I just received my new acme thread from Roton I machined one end for about 4" till the threads where gone. I then took a piece of 7/8 stress proof shaft and bored it slightly smaller. I then heated up the stress proof shaft untill it expanded enough to slip over the now machined threaded shaft after it cooled you would have to machine it to get it to come off but to be safe I drilled and reamed for a tapered pin. I then machined the whole thing down to the proper dimensions. I will now cut off the screw to the proper length and machine the other end.

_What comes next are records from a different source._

//! Order Aggregate

use chrono::{DateTime, Utc};
use serde::{Deserialize, Serialize};
use sqlx::types::Json;
use std::fmt;
use std::str::FromStr;
use uuid::Uuid;
use crate::domain::events::{DomainEvent, OrderEvent};
use crate::domain::inventory::Reservation;
use crate::domain::value_objects::{Role, UnknownVariant};

#[derive(Clone, Debug, Serialize, sqlx::FromRow)]
pub struct Order {
    id: Uuid,
    user_id: Uuid,
    #[sqlx(skip)]
    items: Vec<LineItem>,
    /// Cents.
    total_price: i64,
    #[sqlx(try_from = "String")]
    payment_method: PaymentMethod,
    is_paid: bool,
    paid_at: Option<DateTime<Utc>>,
    refunded: bool,
    refunded_at: Option<DateTime<Utc>>,
    payment_intent_id: Option<String>,
    payment_result: Option<Json<PaymentResult>>,
    #[sqlx(try_from = "String")]
    status: OrderStatus,
    is_cancelled: bool,
    created_at: DateTime<Utc>,
    updated_at: DateTime<Utc>,
    #[sqlx(skip)]
    #[serde(skip)]
    events: Vec<DomainEvent>,
}

/// Snapshot of a product at the time it was ordered.
#[derive(Clone, Debug, PartialEq, Eq, Serialize, Deserialize, sqlx::FromRow)]
pub struct LineItem { pub product_id: Uuid, pub name: String, pub image_url: Option<String>, pub quantity: i32, pub price: i64 }

impl LineItem {
    pub fn total(&self) -> i64 { self.price * i64::from(self.quantity) }
}

#[derive(Clone, Debug, PartialEq, Eq, Serialize, Deserialize)]
pub struct PaymentResult { pub id: String, pub status: String, pub update_time: String, pub email: Option<String> }

#[derive(Clone, Copy, Debug, Default, PartialEq, Eq, Serialize, Deserialize)]
#[serde(rename_all = "lowercase")]
pub enum OrderStatus { #[default] Pending, Paid, Shipped, Delivered, Cancelled }

#[derive(Clone, Copy, Debug, Default, PartialEq, Eq, Serialize, Deserialize)]
#[serde(rename_all = "lowercase")]
pub enum PaymentMethod { #[default] Cash, Card }

/// What a cancellation owes the payment provider.
#[derive(Clone, Debug, PartialEq, Eq)]
pub enum IntentSettlement {
    /// The intent paid the order and must be refunded.
    Refund(String),
    /// The intent never paid this order and must not charge it later.
    Void(String),
}

impl OrderStatus {
    pub const ALL: [OrderStatus; 5] = [Self::Pending, Self::Paid, Self::Shipped, Self::Delivered, Self::Cancelled];
    pub fn as_str(&self) -> &'static str {
        match self {
            Self::Pending => "pending", Self::Paid => "paid", Self::Shipped => "shipped",
            Self::Delivered => "delivered", Self::Cancelled => "cancelled",
        }
    }
}

impl PaymentMethod {
    pub fn as_str(&self) -> &'static str { match self { Self::Cash => "cash", Self::Card => "card" } }
}

impl fmt::Display for OrderStatus {
    fn fmt(&self, f: &mut fmt::Formatter<'_>) -> fmt::Result { f.write_str(self.as_str()) }
}

impl FromStr for OrderStatus {
    type Err = UnknownVariant;
    fn from_str(s: &str) -> Result<Self, Self::Err> {
        Self::ALL.into_iter().find(|v| v.as_str() == s).ok_or_else(|| UnknownVariant(s.to_string()))
    }
}

impl TryFrom<String> for OrderStatus {
    type Error = UnknownVariant;
    fn try_from(value: String) -> Result<Self, Self::Error> { value.parse() }
}

impl FromStr for PaymentMethod {
    type Err = UnknownVariant;
    fn from_str(s: &str) -> Result<Self, Self::Err> {
        match s { "cash" => Ok(Self::Cash), "card" => Ok(Self::Card), other => Err(UnknownVariant(other.to_string())) }
    }
}

impl TryFrom<String> for PaymentMethod {
    type Error = UnknownVariant;
    fn try_from(value: String) -> Result<Self, Self::Error> { value.parse() }
}

impl Order {
    pub fn place(user_id: Uuid, reservation: Reservation) -> Result<Self, OrderError> {
        if reservation.items.is_empty() { return Err(OrderError::NoItems); }
        let id = Uuid::now_v7();
        let now = Utc::now();
        let mut order = Self {
            id, user_id, items: reservation.items, total_price: reservation.total.amount(),
            payment_method: PaymentMethod::Cash, is_paid: false, paid_at: None, refunded: false, refunded_at: None,
            payment_intent_id: None, payment_result: None, status: OrderStatus::Pending, is_cancelled: false,
            created_at: now, updated_at: now, events: vec![],
        };
        order.raise_event(DomainEvent::Order(OrderEvent::Placed { order_id: id, user_id, total_price: order.total_price }));
        Ok(order)
    }

    pub fn id(&self) -> Uuid { self.id }
    pub fn user_id(&self) -> Uuid { self.user_id }
    pub fn items(&self) -> &[LineItem] { &self.items }
    pub fn total_price(&self) -> i64 { self.total_price }
    pub fn status(&self) -> OrderStatus { self.status }
    pub fn payment_method(&self) -> PaymentMethod { self.payment_method }
    pub fn is_paid(&self) -> bool { self.is_paid }
    pub fn paid_at(&self) -> Option<DateTime<Utc>> { self.paid_at }
    pub fn is_refunded(&self) -> bool { self.refunded }
    pub fn refunded_at(&self) -> Option<DateTime<Utc>> { self.refunded_at }
    pub fn is_cancelled(&self) -> bool { self.is_cancelled }
    pub fn payment_intent_id(&self) -> Option<&str> { self.payment_intent_id.as_deref() }
    pub fn payment_result(&self) -> Option<&PaymentResult> { self.payment_result.as_ref().map(|j| &j.0) }
    pub fn created_at(&self) -> DateTime<Utc> { self.created_at }
    pub fn updated_at(&self) -> DateTime<Utc> { self.updated_at }
    pub fn is_owned_by(&self, user_id: Uuid) -> bool { self.user_id == user_id }
    pub fn can_be_viewed_by(&self, user_id: Uuid, role: Role) -> bool { self.is_owned_by(user_id) || role.is_staff() }

    pub(crate) fn attach_items(&mut self, items: Vec<LineItem>) { self.items = items; }

    /// Whether the line items may still change.
    pub fn check_editable(&self) -> Result<(), OrderError> {
        self.ensure_open()?;
        if self.is_paid { Err(OrderError::AlreadyPaid) } else { Ok(()) }
    }

    pub fn replace_items(&mut self, reservation: Reservation) -> Result<(), OrderError> {
        self.check_editable()?;
        if reservation.items.is_empty() { return Err(OrderError::NoItems); }
        self.items = reservation.items;
        self.total_price = reservation.total.amount();
        self.touch();
        self.raise_event(DomainEvent::Order(OrderEvent::ItemsReplaced { order_id: self.id, total_price: self.total_price }));
        Ok(())
    }

    /// Staff status change. Cancellation has its own path because it restocks.
    pub fn set_status(&mut self, status: OrderStatus) -> Result<(), OrderError> {
        self.ensure_open()?;
        if status == OrderStatus::Cancelled { return Err(OrderError::UseCancel); }
        self.status = status;
        if status == OrderStatus::Paid && !self.is_paid {
            self.is_paid = true;
            self.paid_at = Some(Utc::now());
        }
        self.touch();
        self.raise_event(DomainEvent::Order(OrderEvent::StatusChanged { order_id: self.id, status: status.to_string() }));
        Ok(())
    }

    /// Offline payment recorded without a provider round-trip.
    pub fn pay_mock(&mut self, method: PaymentMethod, email: &str) -> Result<(), OrderError> {
        self.check_payable()?;
        let now = Utc::now();
        let reference = format!("MOCK-{}", now.timestamp_millis());
        self.payment_method = method;
        self.is_paid = true;
        self.paid_at = Some(now);
        self.status = OrderStatus::Paid;
        self.payment_result = Some(Json(PaymentResult {
            id: reference.clone(), status: "success".into(), update_time: now.to_rfc3339(), email: Some(email.to_string()),
        }));
        self.touch();
        self.raise_event(DomainEvent::Order(OrderEvent::Paid { order_id: self.id, reference }));
        Ok(())
    }

    /// Whether a new payment may be started.
    pub fn check_payable(&self) -> Result<(), OrderError> {
        if self.is_cancelled { return Err(OrderError::Cancelled); }
        if self.is_paid { Err(OrderError::AlreadyPaid) } else { Ok(()) }
    }

    /// Records the intent a card payment will go through. A no-op when that
    /// same intent has already been confirmed.
    pub fn attach_payment_intent(&mut self, intent_id: impl Into<String>) -> Result<(), OrderError> {
        let intent_id = intent_id.into();
        if self.paid_intent() == Some(intent_id.as_str()) { return Ok(()); }
        self.check_payable()?;
        self.payment_intent_id = Some(intent_id);
        self.payment_method = PaymentMethod::Card;
        self.touch();
        Ok(())
    }

    /// Applies a provider confirmation. Returns `false` when the order was already paid.
    pub fn confirm_payment(&mut self, intent_id: &str, email: Option<String>) -> Result<bool, OrderError> {
        if self.is_paid { return Ok(false); }
        if self.is_cancelled { return Err(OrderError::Cancelled); }
        let now = Utc::now();
        self.payment_method = PaymentMethod::Card;
        self.payment_intent_id = Some(intent_id.to_string());
        self.is_paid = true;
        self.paid_at = Some(now);
        self.status = OrderStatus::Paid;
        self.payment_result = Some(Json(PaymentResult {
            id: intent_id.to_string(), status: "succeeded".into(), update_time: now.to_rfc3339(), email,
        }));
        self.touch();
        self.raise_event(DomainEvent::Order(OrderEvent::Paid { order_id: self.id, reference: intent_id.to_string() }));
        Ok(true)
    }

    /// The attached intent, when it is the one that paid the order.
    pub fn paid_intent(&self) -> Option<&str> {
        let intent = self.payment_intent_id.as_deref()?;
        let confirmed = self.is_paid && self.payment_result().is_some_and(|r| r.id == intent);
        confirmed.then_some(intent)
    }

    /// Marks the order cancelled and says what must happen to its payment
    /// intent. Stock is restored by the caller, which holds the product locks.
    pub fn cancel(&mut self) -> Result<Option<IntentSettlement>, OrderError> {
        if self.is_cancelled || self.status == OrderStatus::Cancelled { return Err(OrderError::AlreadyCancelled); }
        if self.status == OrderStatus::Delivered { return Err(OrderError::CannotCancelDelivered); }
        let settlement = match (self.paid_intent(), self.payment_intent_id.as_deref()) {
            (Some(paid), _) => Some(IntentSettlement::Refund(paid.to_string())),
            (None, Some(open)) => Some(IntentSettlement::Void(open.to_string())),
            (None, None) => None,
        };
        let now = Utc::now();
        if self.is_paid {
            self.refunded = true;
            self.refunded_at = Some(now);
        }
        self.status = OrderStatus::Cancelled;
        self.is_cancelled = true;
        self.is_paid = false;
        self.paid_at = None;
        self.touch();
        self.raise_event(DomainEvent::Order(OrderEvent::Cancelled { order_id: self.id }));
        if let Some(IntentSettlement::Refund(intent)) = &settlement {
            self.raise_event(DomainEvent::Order(OrderEvent::Refunded { order_id: self.id, payment_intent_id: intent.clone() }));
        }
        Ok(settlement)
    }

    /// Records a refund for a card payment that landed after cancellation.
    /// Returns `false` when the order already carries a refund.
    pub fn record_late_refund(&mut self, intent_id: &str) -> Result<bool, OrderError> {
        if !self.is_cancelled { return Err(OrderError::NotCancelled); }
        if self.refunded { return Ok(false); }
        self.refunded = true;
        self.refunded_at = Some(Utc::now());
        self.touch();
        self.raise_event(DomainEvent::Order(OrderEvent::Refunded { order_id: self.id, payment_intent_id: intent_id.to_string() }));
        Ok(true)
    }

    /// Whether deleting this order must put its items back on the shelf.
    pub fn holds_stock(&self) -> bool { !self.is_cancelled }

    pub fn take_events(&mut self) -> Vec<DomainEvent> { std::mem::take(&mut self.events) }
    fn ensure_open(&self) -> Result<(), OrderError> {
        if self.is_cancelled { Err(OrderError::Cancelled) } else { Ok(()) }
    }
    fn raise_event(&mut self, e: DomainEvent) { self.events.push(e); }
    fn touch(&mut self) { self.updated_at = Utc::now(); }
}

#[derive(Debug, Clone, PartialEq, Eq)]
pub enum OrderError { NoItems, AlreadyPaid, NotPaid, Cancelled, NotCancelled, AlreadyCancelled, CannotCancelDelivered, UseCancel }
impl std::error::Error for OrderError {}
impl fmt::Display for OrderError {
    fn fmt(&self, f: &mut fmt::Formatter<'_>) -> fmt::Result {
        match self {
            Self::NoItems => write!(f, "No products provided"),
            Self::AlreadyPaid => write!(f, "Order already paid"),
            Self::NotPaid => write!(f, "Order not paid yet"),
            Self::Cancelled => write!(f, "Order is cancelled"),
            Self::NotCancelled => write!(f, "Order is not cancelled"),
            Self::AlreadyCancelled => write!(f, "Order already cancelled"),
            Self::CannotCancelDelivered => write!(f, "Cannot cancel a delivered order"),
            Self::UseCancel => write!(f, "Use the cancel endpoint to cancel an order"),
        }
    }
}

 I will then make up a jig so I can cut the keyway the full length I will keep you updated. Ray


----------



## aforsman (Sep 29, 2013)

Sweet.  Did you ever figure out how to cut such a long keyway?

Allen


----------



## iron man (Sep 30, 2013)

I am working on that now I will post my idea once I know it works.


----------



## iron man (Dec 8, 2013)

Someone asked about making a new lead screw for their Atlas.  Here is that article as well. Ray


----------



## HarryG (Feb 12, 2014)

iron man said:


> Some asked about making a new lead screw for there Atlas here is that article as well. Ray



Can't find/read the article.....:help:


----------



## iron man (Feb 12, 2014)

http://www.hobby-machinist.com/show...y-for-an-Atlas-lead-screw?p=164094#post164094


----------



## jrkorman (Oct 23, 2018)

iron man said:


> http://www.hobby-machinist.com/show...y-for-an-Atlas-lead-screw?p=164094#post164094



New link, as old link is no longer any good.

Cutting a key for an Atlas lead screw


----------



## cdhknives (Oct 30, 2018)

I sure wish I could figure out a way to cut the keyway without a mill...don't have one...somewhere i saw a source for ACME rod with a keyway but never found it again.


----------